Trois mots pourtant que je ne peux contrer qu'avec les mots qui nous ont réunis.»

Son compagnon, André VELTER (*1945), inconsolable après cette disparition, lui rend hommage dans ce magnifique recueil de poésie qui compte,- en plus de «L’amour extrême» -, «Le septième sommet» et «Une autre altitude».

C’est un sublime cri d'amour et de douleur à la femme aimée, maintenant disparue.
Le poète arrive magnifiquement, il faut le dire, à nous faire ressentir sa douleur, son chagrin, mais aussi sa solitude, son manque et bien sûr son amour pour celle qui n’est plus!
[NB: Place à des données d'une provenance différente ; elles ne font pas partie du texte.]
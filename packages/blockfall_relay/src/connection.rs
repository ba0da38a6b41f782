//! One client's link to the relay.

use std::borrow::Borrow;
use std::fmt;

use blockfall_core::ServerEnvelope;
use tokio::sync::mpsc;
use tokio::sync::mpsc::error::TrySendError;
use tracing::{debug, warn};

use crate::error::RelayError;
use crate::session::SessionId;

/// Game state as the relay sees it: opaque JSON, never inspected.
pub type StatePayload = serde_json::Value;

/// Envelope on its way from the relay to a client.
pub type Outbound = ServerEnvelope<StatePayload>;

#[derive(Debug, Clone, PartialEq, Eq, Hash, PartialOrd, Ord)]
pub struct ConnectionId(String);

impl ConnectionId {
    pub fn new() -> Self {
        Self(uuid::Uuid::new_v4().to_string())
    }

    pub fn as_str(&self) -> &str {
        &self.0
    }
}

impl Default for ConnectionId {
    fn default() -> Self {
        Self::new()
    }
}

impl From<&str> for ConnectionId {
    fn from(value: &str) -> Self {
        Self(value.to_string())
    }
}

impl Borrow<str> for ConnectionId {
    fn borrow(&self) -> &str {
        &self.0
    }
}

impl fmt::Display for ConnectionId {
    fn fmt(&self, f: &mut fmt::Formatter<'_>) -> fmt::Result {
        self.0.fmt(f)
    }
}

#[derive(Debug, Clone, Copy, PartialEq, Eq)]
pub enum ConnectionPhase {
    Unjoined,
    Joined,
}

/// Relay-side record of a connected client.
///
/// The relay owns every `Connection`; sessions only list their ids.
#[derive(Debug)]
pub struct Connection {
    id: ConnectionId,
    outbound: mpsc::Sender<Outbound>,
    session: Option<SessionId>,
    state: Option<StatePayload>,
}

impl Connection {
    pub fn new(id: ConnectionId, outbound: mpsc::Sender<Outbound>) -> Self {
        Self {
            id,
            outbound,
            session: None,
            state: None,
        }
    }

    pub fn id(&self) -> &ConnectionId {
        &self.id
    }

    pub fn session(&self) -> Option<&SessionId> {
        self.session.as_ref()
    }

    pub(crate) fn set_session(&mut self, session: Option<SessionId>) {
        self.session = session;
    }

    pub fn phase(&self) -> ConnectionPhase {
        if self.session.is_some() {
            ConnectionPhase::Joined
        } else {
            ConnectionPhase::Unjoined
        }
    }

    /// Last state this client reported, replayed to late joiners.
    pub fn state(&self) -> Option<&StatePayload> {
        self.state.as_ref()
    }

    pub fn set_state(&mut self, state: StatePayload) {
        self.state = Some(state);
    }

    /// Queues an envelope for the socket writer without waiting.
    ///
    /// Fire-and-forget: a full or closed queue drops the envelope.
    pub fn send(&self, envelope: Outbound) -> Result<(), RelayError> {
        match self.outbound.try_send(envelope) {
            Ok(()) => Ok(()),
            Err(TrySendError::Full(_)) => {
                warn!(conn_id = %self.id, "Outbound queue full, dropping envelope");
                Err(RelayError::OutboundFull)
            }
            Err(TrySendError::Closed(_)) => {
                debug!(conn_id = %self.id, "Connection closed, dropping envelope");
                Err(RelayError::TransportClosed)
            }
        }
    }
}
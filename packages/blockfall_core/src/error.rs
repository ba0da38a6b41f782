/// Failure to turn an inbound text frame into an envelope.
#[derive(Debug, thiserror::Error)]
pub enum EnvelopeError {
    #[error("malformed envelope: {0}")]
    Malformed(#[from] serde_json::Error),

    #[error("envelope has no type")]
    MissingKind,

    #[error("unknown envelope type: {0}")]
    UnknownKind(String),
}

/// A peer state that cannot be rendered against the local board.
#[derive(Debug, Clone, PartialEq, Eq, thiserror::Error)]
pub enum StateError {
    #[error(
        "board is {width}x{height}, expected {expected_width}x{expected_height}"
    )]
    ShapeMismatch {
        expected_width: usize,
        expected_height: usize,
        width: usize,
        height: usize,
    },

    #[error("{0} matrix has rows of different lengths")]
    RaggedMatrix(&'static str),

    #[error("piece matrix is empty")]
    EmptyPiece,

    #[error("cell value {0} is not a colour id")]
    InvalidCell(u8),
}
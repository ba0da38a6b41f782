//! Session relay for blockfall.
//!
//! Players connect over a WebSocket at `/ws`, create or join a short-lived
//! session and have their game state fanned out to everyone else in it. The
//! relay never interprets the state it forwards.

pub mod config;
pub mod connection;
pub mod error;
pub mod metrics;
pub mod relay;
pub mod server;
pub mod session;

pub use config::{FileConfig, RelayConfig, load_config};
pub use connection::{Connection, ConnectionId, ConnectionPhase, Outbound, StatePayload};
pub use error::RelayError;
pub use metrics::{HealthStatus, MetricsSnapshot, RelayMetrics};
pub use relay::{Relay, RelayEvent, RelayHandle};
pub use server::{AppState, router};
pub use session::{Session, SessionId, SessionRegistry};

use anyhow::{Context, Result};
use std::future::Future;
use std::sync::Arc;
use tokio::net::TcpListener;
use tracing::info;

/// Runs the relay on an already bound listener until `shutdown` resolves.
pub async fn serve<F>(listener: TcpListener, config: RelayConfig, shutdown: F) -> Result<()>
where
    F: Future<Output = ()> + Send + 'static,
{
    let metrics = Arc::new(RelayMetrics::new());
    let relay = Relay::new(SessionRegistry::new(config.session_id_len), metrics.clone()).spawn();
    let static_dir = config.static_dir.clone();
    let state = AppState {
        relay,
        metrics,
        config: Arc::new(config),
    };
    let app = router(state, &static_dir);

    let addr = listener.local_addr()?;
    info!("Blockfall relay listening on http://{}", addr);
    info!("  WS   /ws       - game session relay");
    info!("  GET  /health   - health status");
    info!("  GET  /metrics  - relay counters");
    info!("  GET  /*        - static files from {}", static_dir.display());

    axum::serve(listener, app)
        .with_graceful_shutdown(shutdown)
        .await
        .context("Server error")
}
«Les vivants appellent ça le temps du deuil, c'est une mort pire que la mort, une défaite à petit feu, un retour à la norme du commun des mortels. J'ai trop mal, et d'une souffrance trop inhumaine, pour solder mon orgueil et mendier un pacte de survie.
Il n'est aucune échappée par-delà ton départ, aucune lézarde dans la commotion. Tout apparaît tragique et sans raison, tragique et sans illusion, tragique et sans lendemain. Comment vas-tu me convaincre de survivre tandis que j'étouffe chaque fois que je respire?»
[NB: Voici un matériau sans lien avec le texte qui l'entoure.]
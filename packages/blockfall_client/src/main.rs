use std::time::Duration;

use anyhow::Result;
use clap::Parser;
use tokio_util::sync::CancellationToken;
use tracing::info;
use tracing_subscriber::prelude::*;

use blockfall_client::{PlayOptions, SessionIntent, relay_url};

#[derive(Parser)]
#[command(name = "blockfall")]
#[command(about = "Play blockfall headlessly, sharing the game through a relay session")]
struct Args {
    /// Relay host
    #[arg(long, default_value = "localhost")]
    relay_host: String,

    /// Relay port
    #[arg(long, default_value = "3000")]
    relay_port: u16,

    /// Connect with wss:// instead of ws://
    #[arg(long)]
    secure: bool,

    /// Join an existing session instead of creating one
    #[arg(long)]
    join: Option<String>,

    /// Skip the relay and play locally
    #[arg(long)]
    offline: bool,

    /// Give up on the relay after this many milliseconds
    #[arg(long, default_value = "5000")]
    connect_timeout_ms: u64,

    /// Seed for the piece sequence and the auto-player
    #[arg(long)]
    seed: Option<u64>,

    /// Simulation tick in milliseconds
    #[arg(long, default_value = "50")]
    tick_ms: u64,

    /// Stop after this many seconds
    #[arg(long)]
    duration_secs: Option<u64>,

    /// Enable debug logging
    #[arg(short, long)]
    debug: bool,
}

#[tokio::main]
async fn main() -> Result<()> {
    let args = Args::parse();

    let default_directive = if args.debug {
        "blockfall_client=debug,blockfall=debug,info"
    } else {
        "blockfall_client=info,blockfall=info,warn"
    };
    let env_filter = tracing_subscriber::EnvFilter::try_from_default_env()
        .unwrap_or_else(|_| tracing_subscriber::EnvFilter::new(default_directive));
    tracing_subscriber::registry()
        .with(tracing_subscriber::fmt::layer())
        .with(env_filter)
        .init();

    let opts = PlayOptions {
        relay_url: (!args.offline).then(|| relay_url(&args.relay_host, args.relay_port, args.secure)),
        intent: match args.join {
            Some(id) => SessionIntent::Join(id),
            None => SessionIntent::Create,
        },
        connect_timeout: Duration::from_millis(args.connect_timeout_ms),
        seed: args.seed,
        tick: Duration::from_millis(args.tick_ms.max(1)),
        report_every: Duration::from_secs(5),
        duration: args.duration_secs.map(Duration::from_secs),
    };

    let cancel = CancellationToken::new();
    let ctrl_c = cancel.clone();
    tokio::spawn(async move {
        if tokio::signal::ctrl_c().await.is_ok() {
            info!("Received shutdown signal");
            ctrl_c.cancel();
        }
    });

    let summary = blockfall_client::run(opts, cancel).await;
    info!(
        score = summary.score,
        session = summary.session_id.as_deref().unwrap_or("-"),
        peers = summary.peers.len(),
        ticks = summary.ticks,
        "Game over"
    );
    for (peer, score) in &summary.peers {
        info!(peer = %peer, score = ?score, "Final peer score");
    }
    Ok(())
}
C’est beau, mais beau, mais alors vraiment beau! (Non, je vous jure je n'exagère pas!). C’est émouvant, complexe, intense, dense, on se noie ici dans les sentiments ! C’est fort ça vous prend aux tripes, ça vous fend le cœur! On ressent tout l’amour, toute la passion qu’il y avait entre deux êtres, et qui maintenant est oblitérée…
Franchement pas la peine d’en dire plus, le livre, les poésies se suffisent à elles-mêmes. Il faut juste lire et se laisser emporter!.. Franchement un des plus beaux livres de poésie que j’ai lus!

J'ai perdu tout savoir.
A peine sais où je me trouve,
ni d'où je viens ni où je vais,
ni ce que fais soir ou matin.

J'en suis là
qui ne veille ni ne dors
et je ne veux vivre ou mourir.
Le bien, le mal ne me concerne pas.

Même le silence a encore à se taire,
même mon regard doit encore s'aveugler,
même ma démence se mettre à raisonner
et mes poèmes déchanter pour chanter.

André VELTER à été lauréat du Prix Goncourt de la Poésie en 1996 et du Grand prix international de Poésie de Saint-Malo en 2000. Tous les droits d’auteur de ce livre sont versés à l’Association Chantal Mauduit- Namasté.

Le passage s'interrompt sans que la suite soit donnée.